"Talk is cheap; let’s show the codes [url]1. User Session Count User behavior data table userid a .."

mars RaqForum 25 No.
1 Reply • 277 View • 2 Months ago

What to use for data analysis programming, SQL, Python, or esProc SPL?

example codes for comparing spl sql and python(31)

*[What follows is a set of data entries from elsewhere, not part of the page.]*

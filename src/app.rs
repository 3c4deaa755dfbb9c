use crate::state::app_settings::AppSettings;
use crate::state::app_state::{AppState, FilterItem, InputMode, LoadedFile, SidebarFocus};
use chrono::Local;
use log::{info, warn};
use passmap_core::colors::Rgb;
use passmap_core::session::{RenderOutput, VizState, render};
use passmap_core::{EventTable, Value};
use std::path::PathBuf;

#[derive(Copy, Clone, Debug, Default, PartialEq)]
pub enum MenuItem {
    #[default]
    Pitch,
    Statistics,
    Data,
    Help,
}

pub struct App {
    pub settings: AppSettings,
    pub state: AppState,
}

impl App {
    pub fn new(settings: AppSettings) -> Self {
        let viz = VizState::new(settings.viz_config());
        Self { state: AppState::new(viz), settings }
    }

    /// Everything drawn for the current frame.
    pub fn render_output(&self) -> RenderOutput {
        render(&self.state.viz)
    }

    // -----------------------------------------------------------------------
    // Loader response handlers — called from main_ui_loop
    // -----------------------------------------------------------------------

    pub fn on_table_loaded(&mut self, path: PathBuf, table: EventTable) {
        self.state.last_error = None;
        self.state.status = None;
        self.state.viz.load_table(table);
        self.state.filter_cursor = 0;
        self.state.color_cursor = 0;
        self.state.file = Some(LoadedFile {
            path,
            loaded_at: Local::now().format("%H:%M:%S").to_string(),
        });
    }

    pub fn on_error(&mut self, message: String) {
        self.state.last_error = Some(message);
    }

    // -----------------------------------------------------------------------
    // Tab management
    // -----------------------------------------------------------------------

    pub fn update_tab(&mut self, next: MenuItem) {
        if self.state.active_tab == next {
            return;
        }
        self.state.previous_tab = self.state.active_tab;
        self.state.active_tab = next;
    }

    pub fn exit_help(&mut self) {
        if self.state.active_tab == MenuItem::Help {
            self.state.active_tab = self.state.previous_tab;
        }
    }

    pub fn toggle_show_logs(&mut self) {
        self.state.show_logs = !self.state.show_logs;
    }

    pub fn toggle_full_screen(&mut self) {
        self.settings.full_screen = !self.settings.full_screen;
    }

    // -----------------------------------------------------------------------
    // Sidebar navigation
    // -----------------------------------------------------------------------

    pub fn sidebar_toggle_focus(&mut self) {
        self.state.sidebar = self.state.sidebar.toggle();
    }

    pub fn sidebar_down(&mut self) {
        let max = self.state.cursor_len().saturating_sub(1);
        let cursor = self.sidebar_cursor_mut();
        if *cursor < max {
            *cursor += 1;
        }
    }

    pub fn sidebar_up(&mut self) {
        let cursor = self.sidebar_cursor_mut();
        *cursor = cursor.saturating_sub(1);
    }

    fn sidebar_cursor_mut(&mut self) -> &mut usize {
        match self.state.sidebar {
            SidebarFocus::Filters => &mut self.state.filter_cursor,
            SidebarFocus::Colors => &mut self.state.color_cursor,
        }
    }

    /// Space/Enter on the filter list.
    pub fn sidebar_toggle(&mut self) {
        if self.state.sidebar != SidebarFocus::Filters {
            return;
        }
        let Some(row) = self.state.current_filter_row() else {
            return;
        };
        let Some((spec, selection)) = self.state.viz.selection_mut(row.filter) else {
            return;
        };
        match row.item {
            FilterItem::Option(i) => {
                if let Some(option) = spec.options.get(i) {
                    selection.toggle(option);
                }
            }
            FilterItem::Missing => selection.toggle_missing(),
            FilterItem::Single => selection.cycle(spec, true),
        }
    }

    /// h/l: step a single-select value, or the color column.
    pub fn sidebar_cycle(&mut self, forward: bool) {
        match self.state.sidebar {
            SidebarFocus::Filters => {
                let Some(row) = self.state.current_filter_row() else {
                    return;
                };
                if let Some((spec, selection)) = self.state.viz.selection_mut(row.filter) {
                    selection.cycle(spec, forward);
                }
            }
            SidebarFocus::Colors => {
                self.state.viz.cycle_color_column(forward);
                self.state.color_cursor = 0;
            }
        }
    }

    pub fn select_all(&mut self) {
        if let Some(row) = self.current_filter_row_in_focus()
            && let Some((spec, selection)) = self.state.viz.selection_mut(row)
        {
            selection.select_all(spec);
        }
    }

    pub fn select_none(&mut self) {
        if let Some(row) = self.current_filter_row_in_focus()
            && let Some((_, selection)) = self.state.viz.selection_mut(row)
        {
            selection.select_none();
        }
    }

    fn current_filter_row_in_focus(&self) -> Option<usize> {
        if self.state.sidebar != SidebarFocus::Filters {
            return None;
        }
        self.state.current_filter_row().map(|r| r.filter)
    }

    // -----------------------------------------------------------------------
    // Color mapping
    // -----------------------------------------------------------------------

    pub fn selected_color_value(&self) -> Option<Value> {
        if self.state.sidebar != SidebarFocus::Colors {
            return None;
        }
        self.state
            .viz
            .color
            .values()
            .nth(self.state.color_cursor)
            .map(|(value, _)| value.clone())
    }

    pub fn cycle_palette(&mut self) {
        if let Some(value) = self.selected_color_value() {
            self.state.viz.color.cycle(&value);
        }
    }

    pub fn begin_hex_entry(&mut self) {
        let Some(value) = self.selected_color_value() else {
            return;
        };
        let current = self.state.viz.color.get(&value).map(|c| c.to_string()).unwrap_or_default();
        self.state.input.begin(InputMode::HexColor, current);
    }

    fn apply_hex(&mut self, text: &str) {
        let Some(value) = self.selected_color_value() else {
            return;
        };
        match text.parse::<Rgb>() {
            Ok(color) => {
                self.state.viz.set_color(&value, color);
                self.state.status = Some(format!("{value} -> {color}"));
            }
            Err(e) => {
                warn!("{e}");
                self.state.status = Some(e.to_string());
            }
        }
    }

    pub fn toggle_responsive(&mut self) {
        let responsive = !self.state.viz.config.responsive;
        self.state.viz.set_responsive(responsive);
        self.state.status =
            Some(if responsive { "responsive sizing" } else { "fixed sizing" }.to_string());
    }

    pub fn toggle_color_scheme(&mut self) {
        let scheme = self.state.viz.config.color_scheme.toggle();
        self.state.viz.set_color_scheme(scheme);
        self.state.status = Some(format!("{} colors", scheme.label()));
    }

    // -----------------------------------------------------------------------
    // Files
    // -----------------------------------------------------------------------

    pub fn begin_open_prompt(&mut self) {
        let initial = self
            .state
            .file
            .as_ref()
            .map(|f| f.path.display().to_string())
            .unwrap_or_default();
        self.state.input.begin(InputMode::OpenPath, initial);
    }

    pub fn reload_path(&self) -> Option<PathBuf> {
        self.state.file.as_ref().map(|f| f.path.clone())
    }

    /// Finish the active prompt. Returns a path when one should be loaded.
    pub fn submit_input(&mut self) -> Option<PathBuf> {
        let (mode, text) = self.state.input.finish();
        match mode {
            InputMode::OpenPath => {
                let text = text.trim();
                if text.is_empty() {
                    return None;
                }
                info!("opening {text}");
                Some(PathBuf::from(text))
            }
            InputMode::HexColor => {
                self.apply_hex(&text);
                None
            }
            InputMode::Normal => None,
        }
    }
}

Talk is cheap; let’s show the codes

1. User Session Count

User behavior data table

userid	action_type	action_time
U1059	login	2023-12-01 18:00:10
U1092	login	2023-12-01 18:00:17
U1069	login	2023-12-01 18:00:22
…	…	…

A session is considered over if a user does not take any action within 10 minutes, or if they do not log in within 5 minutes after logging out. Calculate the number of sessions for each user.

SPL

	A
1	=file(“session_data.csv”).import@tc()
2	=A1.group(userid;~.group@i((action_type[-1]==“exit”&&interval@s(action_time[-1],action_time)>300)\|\|(interval@s(action_time[-1],action_time)>600)).len():session_num)

SQL

WITH login_data AS (
    SELECT userid, action_type, action_time,
        LAG(action_time) OVER (PARTITION BY userid ORDER BY action_time) AS prev_time,
        LAG(action_type) OVER (PARTITION BY userid ORDER BY action_time) AS prev_action
    FROM session_data)
SELECT userid, COUNT(*) AS session_count
FROM (
    SELECT userid, action_type, action_time, prev_time, prev_action,
        CASE
            WHEN prev_time IS NULL OR (action_time - prev_time) > 60 
                OR (prev_action = 'exit' AND (action_time - prev_time) > 300 )
            THEN 1
            ELSE 0
        END AS is_new_session
    FROM login_data)
WHERE is_new_session = 1
GROUP BY userid;

Python

login_data = pd.read_csv("session_data.csv")
login_data['action_time'] = pd.to_datetime(login_data['action_time'])
grouped = login_data.groupby("userid")
session_count = {}
for uid, sub_df in grouped:
    session_count[uid] = 0
    start_index = 0
    for i in range(1, len(sub_df)):
        current = sub_df.iloc[i]
        last = sub_df.iloc[start_index]
        last_action = last['action_type']
        if (current["action_time"] - last["action_time"]).seconds > 600 or \
            (last_action=="exit" and (current["action_time"] - last["action_time"]).seconds > 300):
            session_count[uid] += 1
        start_index = i
    session_count[uid] += 1
session_cnt = pd.DataFrame(list(session_count.items()), columns=['UID', 'session_count'])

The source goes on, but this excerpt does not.